[proofplan] We first work in a fixed concrete effective machine model, where program codes are natural numbers and finite program assembly is a primitive computable operation on codes. The acceptability hypothesis supplies a concrete universal simulator for the given numbering $\varphi$, so the wrapper will simulate $\varphi_e$ on $(m+n)$ inputs rather than treating the index $e$ as concrete machine code. For fixed $m$ and $n$, a uniform code assembler builds an $n$-input wrapper machine that stores the numerals for $e,a_1,\dots,a_m$, calls this universal simulator on $(e,a_1,\dots,a_m,x_1,\dots,x_n)$, and returns exactly the simulated output. A total computable compiler then translates this concrete wrapper code into an index for the stated numbering without changing the computed partial function, giving the desired total computable parameterizing function. [/proofplan]
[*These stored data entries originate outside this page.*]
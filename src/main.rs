use clap::Parser;
use cutlist_optimizer::config::{CalculationRequest, Configuration, EngineConfig, Priority};
use cutlist_optimizer::render;
use cutlist_optimizer::solver::CutListOptimizer;
use cutlist_optimizer::types::PanelSpec;
use tracing::Level;

#[derive(Parser)]
#[command(
    name = "cutlist_optimizer",
    about = "Guillotine cut list optimizer for rectangular panels"
)]
struct Cli {
    /// Stock panels as WxH:qty (e.g. 2440x1220:4); qty defaults to 1
    #[arg(long, num_args = 1.., required = true)]
    stock: Vec<String>,

    /// Pieces to cut as WxH:qty (e.g. 800x600:3 400x300:5)
    #[arg(long = "cuts", num_args = 1.., required = true)]
    cuts: Vec<String>,

    /// Material removed by each cut (default: 0)
    #[arg(long, default_value_t = 0)]
    kerf: u32,

    /// Disable piece rotation
    #[arg(long)]
    no_rotate: bool,

    /// Candidate layouts kept per step; 0 derives it from stock usage
    #[arg(long, default_value_t = 0)]
    accuracy: usize,

    /// Ranking criteria, most important first
    #[arg(long, value_enum, num_args = 1..)]
    priority: Vec<Priority>,

    /// Lay everything out on a single stock panel
    #[arg(long)]
    force_one_panel: bool,

    /// Keep exploring combinations with more panels after a full fit
    #[arg(long)]
    all_panel_counts: bool,

    /// Worker threads
    #[arg(long, default_value_t = 8)]
    threads: usize,

    /// Show ASCII layout of each panel
    #[arg(long)]
    layout: bool,

    /// Print the result as JSON
    #[arg(long)]
    json: bool,

    /// Log search progress to stderr
    #[arg(long)]
    verbose: bool,
}

fn parse_dimensions(s: &str) -> Result<(u32, u32), String> {
    let (width, height) = s
        .split_once('x')
        .ok_or_else(|| format!("invalid dimensions '{}', expected WxH", s))?;
    let width = width
        .parse::<u32>()
        .map_err(|_| format!("invalid width in '{}'", s))?;
    let height = height
        .parse::<u32>()
        .map_err(|_| format!("invalid height in '{}'", s))?;
    if width == 0 || height == 0 {
        return Err(format!("dimensions must be non-zero in '{}'", s));
    }
    Ok((width, height))
}

fn parse_spec(id: u32, s: &str) -> Result<PanelSpec, String> {
    let (dims, qty) = match s.split_once(':') {
        Some((dims, qty)) => {
            let qty = qty
                .parse::<u32>()
                .map_err(|_| format!("invalid quantity in '{}'", s))?;
            (dims, qty)
        }
        None => (s, 1),
    };
    if qty == 0 {
        return Err(format!("quantity must be non-zero in '{}'", s));
    }
    let (width, height) = parse_dimensions(dims)?;
    Ok(PanelSpec::new(id, width, height, qty))
}

fn parse_specs(list: &[String]) -> Result<Vec<PanelSpec>, String> {
    list.iter()
        .enumerate()
        .map(|(i, s)| parse_spec(i as u32 + 1, s))
        .collect()
}

fn exit_with(message: impl std::fmt::Display) -> ! {
    eprintln!("Error: {}", message);
    std::process::exit(1);
}

fn main() {
    let cli = Cli::parse();

    tracing_subscriber::fmt()
        .with_writer(std::io::stderr)
        .with_target(false)
        .with_max_level(if cli.verbose { Level::DEBUG } else { Level::WARN })
        .init();

    let stock = parse_specs(&cli.stock).unwrap_or_else(|e| exit_with(e));
    let pieces = parse_specs(&cli.cuts).unwrap_or_else(|e| exit_with(e));

    let configuration = Configuration {
        cut_thickness: cli.kerf,
        allow_tile_rotation: !cli.no_rotate,
        accuracy_factor: cli.accuracy,
        priorities: if cli.priority.is_empty() {
            Priority::defaults()
        } else {
            cli.priority.clone()
        },
        force_one_base_tile: cli.force_one_panel,
        use_minimum_panels: !cli.all_panel_counts,
    };

    let optimizer = CutListOptimizer::new(EngineConfig {
        worker_threads: cli.threads,
        ..EngineConfig::default()
    });
    let solution = optimizer
        .compute(CalculationRequest::new(pieces, stock, configuration))
        .unwrap_or_else(|e| exit_with(e));
    let report = solution.report();

    if cli.json {
        match serde_json::to_string_pretty(&report) {
            Ok(json) => println!("{}", json),
            Err(e) => exit_with(e),
        }
        return;
    }

    let used: Vec<_> = report.panels.iter().filter(|p| !p.tiles.is_empty()).collect();
    for (i, panel) in used.iter().enumerate() {
        println!("Panel {} ({}x{}):", i + 1, panel.width, panel.height);
        for t in &panel.tiles {
            let rot = if t.rotated { " [rotated]" } else { "" };
            println!("  {}x{} @ ({}, {}){}", t.width, t.height, t.x, t.y, rot);
        }
        println!("  {} cuts", panel.cuts.len());
        if cli.layout {
            print!("{}", render::render_panel(panel));
        }
        println!();
    }

    if !report.no_fit_tiles.is_empty() {
        println!("Unplaced:");
        for t in &report.no_fit_tiles {
            println!("  {}", t);
        }
        println!();
    }

    let total = report.used_area + report.wasted_area;
    let waste = if total == 0 {
        0.0
    } else {
        report.wasted_area as f64 / total as f64 * 100.0
    };
    println!(
        "Summary: {} panel{} used, {} cuts, {:.1}% waste",
        used.len(),
        if used.len() == 1 { "" } else { "s" },
        report.total_cuts,
        waste,
    );
}
//! Registry of running computations.
//!
//! A task is present from the moment it is accepted until it finishes or is
//! stopped. Removing it is the only cancellation signal: workers and the
//! orchestrator check for it before publishing progress.
//!
//! Ids may be reused once a task is gone, so a run holds a [`TaskTicket`]
//! naming the exact registration it belongs to. A run that outlives its
//! registration cannot touch a later task with the same id.

use std::collections::HashMap;
use std::sync::Mutex;
use std::sync::atomic::{AtomicU64, Ordering};

use serde::Serialize;

use crate::solution::SolutionReport;

#[derive(Debug, Clone, Serialize)]
pub struct RunningTask {
    pub task_id: String,
    pub status_message: String,
    /// Units submitted but not finished yet.
    pub running_threads: usize,
    pub total_threads: usize,
    pub completed_threads: usize,
    pub failed_threads: usize,
    /// Number of piece orderings being tried.
    pub total_iterations: usize,
    pub current_best: Option<SolutionReport>,
}

impl RunningTask {
    pub fn new(task_id: impl Into<String>) -> Self {
        Self {
            task_id: task_id.into(),
            status_message: "Initializing...".to_string(),
            running_threads: 0,
            total_threads: 0,
            completed_threads: 0,
            failed_threads: 0,
            total_iterations: 0,
            current_best: None,
        }
    }
}

/// Proof of one registration of a task id.
#[derive(Debug, Clone, PartialEq, Eq)]
pub struct TaskTicket {
    task_id: String,
    generation: u64,
}

impl TaskTicket {
    pub fn task_id(&self) -> &str {
        &self.task_id
    }
}

#[derive(Debug)]
struct Entry {
    generation: u64,
    task: RunningTask,
}

#[derive(Debug, Default)]
pub struct TaskRegistry {
    tasks: Mutex<HashMap<String, Entry>>,
    next_generation: AtomicU64,
}

impl TaskRegistry {
    pub fn new() -> Self {
        Self::default()
    }

    fn lock(&self) -> std::sync::MutexGuard<'_, HashMap<String, Entry>> {
        self.tasks.lock().unwrap_or_else(|e| e.into_inner())
    }

    /// Adds `task` unless a task with the same id is already registered.
    pub fn register(&self, task: RunningTask) -> Option<TaskTicket> {
        let mut tasks = self.lock();
        if tasks.contains_key(&task.task_id) {
            return None;
        }
        let ticket = TaskTicket {
            task_id: task.task_id.clone(),
            generation: self.next_generation.fetch_add(1, Ordering::Relaxed),
        };
        tasks.insert(
            task.task_id.clone(),
            Entry {
                generation: ticket.generation,
                task,
            },
        );
        Some(ticket)
    }

    pub fn contains(&self, task_id: &str) -> bool {
        self.lock().contains_key(task_id)
    }

    /// Whether the registration behind `ticket` is still present.
    pub fn is_live(&self, ticket: &TaskTicket) -> bool {
        self.lock()
            .get(&ticket.task_id)
            .is_some_and(|e| e.generation == ticket.generation)
    }

    /// Snapshot of the task's current state.
    pub fn get(&self, task_id: &str) -> Option<RunningTask> {
        self.lock().get(task_id).map(|e| e.task.clone())
    }

    /// Applies `f` to the task if it is still registered.
    pub fn update<F>(&self, task_id: &str, f: F) -> bool
    where
        F: FnOnce(&mut RunningTask),
    {
        match self.lock().get_mut(task_id) {
            Some(entry) => {
                f(&mut entry.task);
                true
            }
            None => false,
        }
    }

    /// Like [`update`](Self::update), restricted to the registration behind
    /// `ticket`.
    pub fn update_live<F>(&self, ticket: &TaskTicket, f: F) -> bool
    where
        F: FnOnce(&mut RunningTask),
    {
        match self.lock().get_mut(&ticket.task_id) {
            Some(entry) if entry.generation == ticket.generation => {
                f(&mut entry.task);
                true
            }
            _ => false,
        }
    }

    /// Returns whether the task was present. Removing twice is harmless.
    pub fn remove(&self, task_id: &str) -> bool {
        self.lock().remove(task_id).is_some()
    }

    /// Removes the registration behind `ticket`, leaving a newer task with
    /// the same id alone.
    pub fn release(&self, ticket: &TaskTicket) -> bool {
        let mut tasks = self.lock();
        match tasks.get(&ticket.task_id) {
            Some(e) if e.generation == ticket.generation => {
                tasks.remove(&ticket.task_id);
                true
            }
            _ => false,
        }
    }

    pub fn task_ids(&self) -> Vec<String> {
        self.lock().keys().cloned().collect()
    }

    pub fn len(&self) -> usize {
        self.lock().len()
    }

    pub fn is_empty(&self) -> bool {
        self.lock().is_empty()
    }
}
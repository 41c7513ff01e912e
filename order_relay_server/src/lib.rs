//! # Order relay server
//! This module hosts the server code for the order fulfillment relay. It is responsible for:
//! Listening for incoming webhook requests from Stripe.
//! Verifying the webhook signature and extracting the checkout information.
//! Reconciling the paid order in the database and fanning the result out to subscribers.
//!
//! ## Configuration
//! The server is configured via environment variables. See [config](config/index.html) for more information.
//!
//! ## Routes
//! The server exposes the following routes:
//! * `/health`: A health check route that returns a 200 OK response.
//! * `/webhook`: The webhook route for receiving payment events from Stripe.

pub mod config;
pub mod data_objects;
pub mod errors;

pub mod integrations;
pub mod routes;
pub mod server;

#[cfg(test)]
mod endpoint_tests;
use dotenvy::dotenv;
use log::info;
use order_relay_server::{config::ServerConfig, server::run_server};

#[actix_web::main]
async fn main() {
    dotenv().ok();
    env_logger::init();
    let config = ServerConfig::from_env_or_default();

    info!("🚀️ Starting server on {}:{}", config.host, config.port);
    match run_server(config).await {
        Ok(_) => println!("Bye!"),
        Err(e) => eprintln!("{e}"),
    }
}
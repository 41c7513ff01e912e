use actix_web::{body::MessageBody, http::StatusCode, test, test::TestRequest, web, App};
use chrono::Utc;
use ofr_common::Secret;
use order_relay_engine::{events::EventProducers, OrderFlowApi};
use stripe_tools::{sign_payload, EventVerifier, StripeConfig, STRIPE_SIGNATURE_HEADER};

use super::mocks::{MockRelayDb, MockResolver};
use crate::routes::StripeWebhookRoute;

pub const TEST_WEBHOOK_SECRET: &str = "whsec_test_secret";

pub fn test_stripe_config() -> StripeConfig {
    StripeConfig { webhook_secret: Secret::new(TEST_WEBHOOK_SECRET.to_string()), ..Default::default() }
}

/// Builds a `Stripe-Signature` header over `payload` with the given secret and a current timestamp.
pub fn signature_header(secret: &str, payload: &[u8]) -> String {
    let timestamp = Utc::now().timestamp();
    format!("t={timestamp},v1={}", sign_payload(secret, timestamp, payload))
}

/// Stands up the webhook route over the given mocks and posts `body` to it.
pub async fn post_webhook(
    db: MockRelayDb,
    resolver: MockResolver,
    signature: Option<String>,
    body: &'static str,
) -> Result<(StatusCode, String), String> {
    let verifier = EventVerifier::new(test_stripe_config());
    let api = OrderFlowApi::new(db, EventProducers::default());
    let app = App::new()
        .app_data(web::Data::new(verifier))
        .app_data(web::Data::new(resolver))
        .app_data(web::Data::new(api))
        .service(StripeWebhookRoute::<MockRelayDb, MockResolver>::new());
    let service = test::init_service(app).await;
    let mut req = TestRequest::post().uri("/webhook").set_payload(body);
    if let Some(sig) = signature {
        req = req.insert_header((STRIPE_SIGNATURE_HEADER, sig));
    }
    let req = req.to_request();
    let (_, res) = test::try_call_service(&service, req).await.map_err(|e| e.to_string())?.into_parts();
    let status = res.status();
    let body = String::from_utf8_lossy(&res.into_body().try_into_bytes().unwrap()).into_owned();
    Ok((status, body))
}
use std::fmt::Debug;

use log::*;

use crate::{
    api::OrderFlowError,
    db_types::{Order, OrderId},
    events::{EventProducers, PaymentCompletedEvent},
    traits::RelayDatabase,
};

/// `OrderFlowApi` reconciles verified payment events against persisted orders.
///
/// Its single operation is the `Pending → Completed` payment transition. The transition is idempotent and tolerant
/// of webhook re-delivery; see [`RelayDatabase::mark_payment_completed`] for the exact write semantics.
pub struct OrderFlowApi<B> {
    db: B,
    producers: EventProducers,
}

impl<B> Debug for OrderFlowApi<B> {
    fn fmt(&self, f: &mut std::fmt::Formatter<'_>) -> std::fmt::Result {
        write!(f, "OrderFlowApi")
    }
}

impl<B> OrderFlowApi<B> {
    pub fn new(db: B, producers: EventProducers) -> Self {
        Self { db, producers }
    }
}

impl<B> OrderFlowApi<B>
where B: RelayDatabase
{
    /// Marks the payment for `order_id` as completed and notifies payment-completed subscribers.
    ///
    /// Re-running this for an order that is already `Completed` succeeds and re-notifies — webhook re-delivery is
    /// normal, and subscribers are documented as at-least-once. An order whose payment previously failed is not
    /// resurrected.
    pub async fn confirm_payment(&self, order_id: OrderId) -> Result<Order, OrderFlowError> {
        trace!("🔄️💳️ Confirming payment for order {order_id}");
        match self.db.mark_payment_completed(order_id).await? {
            Some(order) => {
                debug!("🔄️💳️ Order {order_id} payment is {}. Notifying subscribers.", order.payment_status);
                self.call_payment_completed_hook(&order).await;
                Ok(order)
            },
            // The conditional write missed: either the order is absent, or its payment already failed.
            None => match self.db.fetch_order_by_id(order_id).await? {
                Some(order) => {
                    warn!(
                        "🔄️💳️ A payment-success event arrived for order {order_id}, but its payment status is {}. \
                         Leaving the order untouched.",
                        order.payment_status
                    );
                    Err(OrderFlowError::PaymentPreviouslyFailed(order_id))
                },
                None => {
                    info!("🔄️💳️ A payment-success event referenced order {order_id}, which is not in the database.");
                    Err(OrderFlowError::OrderNotFound(order_id))
                },
            },
        }
    }

    async fn call_payment_completed_hook(&self, order: &Order) {
        for producer in &self.producers.payment_completed_producer {
            trace!("🔄️💳️ Publishing payment-completed event for order {}", order.id);
            producer.publish_event(PaymentCompletedEvent::new(order.clone())).await;
        }
    }
}
use std::time::Duration;

use actix_web::{dev::Server, http::KeepAlive, middleware::Logger, web, App, HttpServer};
use order_relay_engine::{events::EventProducers, OrderFlowApi, SqliteDatabase};
use stripe_tools::{EventVerifier, StripeApi};

use crate::{
    config::ServerConfig,
    errors::ServerError,
    integrations::fulfillment::create_fulfillment_event_handlers,
    routes::{health, StripeWebhookRoute},
};

pub async fn run_server(config: ServerConfig) -> Result<(), ServerError> {
    let db = SqliteDatabase::new_with_url(&config.database_url, 25)
        .await
        .map_err(|e| ServerError::InitializeError(e.to_string()))?;
    let handlers = create_fulfillment_event_handlers(db.clone(), &config)?;
    let producers = handlers.producers();
    handlers.start_handlers().await;
    let srv = create_server_instance(config, db, producers)?;
    srv.await.map_err(|e| ServerError::Unspecified(e.to_string()))
}

pub fn create_server_instance(
    config: ServerConfig,
    db: SqliteDatabase,
    producers: EventProducers,
) -> Result<Server, ServerError> {
    let timeout = Duration::from_secs(config.call_timeout_secs);
    let stripe_api =
        StripeApi::new(config.stripe.clone(), timeout).map_err(|e| ServerError::InitializeError(e.to_string()))?;
    let verifier = EventVerifier::new(config.stripe.clone());
    let srv = HttpServer::new(move || {
        let orders_api = OrderFlowApi::new(db.clone(), producers.clone());
        App::new()
            .wrap(Logger::new("%t (%D ms) %s %a %{Host}i %U").log_target("ofr::access_log"))
            .app_data(web::Data::new(orders_api))
            .app_data(web::Data::new(stripe_api.clone()))
            .app_data(web::Data::new(verifier.clone()))
            .service(health)
            .service(StripeWebhookRoute::<SqliteDatabase, StripeApi>::new())
    })
    .keep_alive(KeepAlive::Timeout(Duration::from_secs(600)))
    .bind((config.host.as_str(), config.port))?
    .run();
    Ok(srv)
}
use crate::{
    db_types::{Food, OrderId, OrderItem, Restaurant, User},
    traits::RelayDbError,
};

/// Read-only projections used by the fulfillment fan-out: the dependent chain
/// order → items → food, order → user, and order → restaurant → owner.
#[allow(async_fn_in_trait)]
pub trait FulfillmentLookup {
    /// The line items of an order, in insertion order. The first item's food supplies the notification thumbnail.
    async fn fetch_order_items(&self, order_id: OrderId) -> Result<Vec<OrderItem>, RelayDbError>;

    async fn fetch_user_by_id(&self, id: i64) -> Result<Option<User>, RelayDbError>;

    async fn fetch_food_by_id(&self, id: i64) -> Result<Option<Food>, RelayDbError>;

    async fn fetch_restaurant_by_id(&self, id: i64) -> Result<Option<Restaurant>, RelayDbError>;
}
[step:Construct the wrapper first in a concrete machine model and then compile it]Fix natural numbers $m,n \geq 1$. For each arity $k \geq 1$, let \begin{align*} \psi_{q,k}: \mathbb{N}^k \rightharpoonup \mathbb{N} \end{align*} denote the $k$-ary partial map computed by concrete machine code $q \in \mathbb{N}$ in a fixed standard effective machine model. By the [acceptability](/page/Acceptable%20Numbering) hypothesis on the Gödel numbering in the theorem statement, two standard effective translations are available. First, for each arity $k \geq 1$, there is a concrete code $u_k \in \mathbb{N}$ for a [universal function](/page/Universal%20Function) for the numbering $\varphi$, meaning \begin{align*} \psi_{u_k,k+1}(e,z) \simeq \varphi_e(z) \end{align*} for every index $e \in \mathbb{N}$ and every tuple $z \in \mathbb{N}^k$. Second, for each arity $k \geq 1$, there is a total computable compiler \begin{align*} \tau_k: \mathbb{N} &\to \mathbb{N} \end{align*} such that \begin{align*} \varphi_{\tau_k(q)}(z) \simeq \psi_{q,k}(z) \end{align*} for every concrete code $q \in \mathbb{N}$ and every tuple $z \in \mathbb{N}^k$. In the concrete machine model, finite instructions, numerals, and jumps are encoded by natural numbers using a fixed primitive recursive coding of finite strings. Hence, for the fixed pair $(m,n)$, there is a total computable assembler \begin{align*} A_{m,n}: \mathbb{N}^{m+1} &\to \mathbb{N} \end{align*} with this defining behaviour: $A_{m,n}(e,a_1,\dots,a_m)$ is the concrete code of the $n$-input machine which, on input $(x_1,\dots,x_n)$, writes the finite tuple $(e,a_1,\dots,a_m,x_1,\dots,x_n)$ on the simulated input tape, starts the concrete universal simulator with code $u_{m+n}$, and returns exactly the simulator's output if the simulation halts. The computability of $A_{m,n}$ follows from the [primitive recursive](/page/Primitive%20Recursive%20Function) coding of finite program strings: the assembler performs a bounded concatenation of a fixed wrapper template, the numerals for $e,a_1,\dots,a_m$, and the fixed instructions for invoking the universal simulator with code $u_{m+n}$. Define the constructor for the acceptable numbering by \begin{align*} C_{m,n}: \mathbb{N}^{m+1} &\to \mathbb{N} \\ (e,a_1,\dots,a_m) &\mapsto \tau_n(A_{m,n}(e,a_1,\dots,a_m)). \end{align*} Because $A_{m,n}$ and $\tau_n$ are total computable maps, their composition $C_{m,n}$ is total computable.[/step]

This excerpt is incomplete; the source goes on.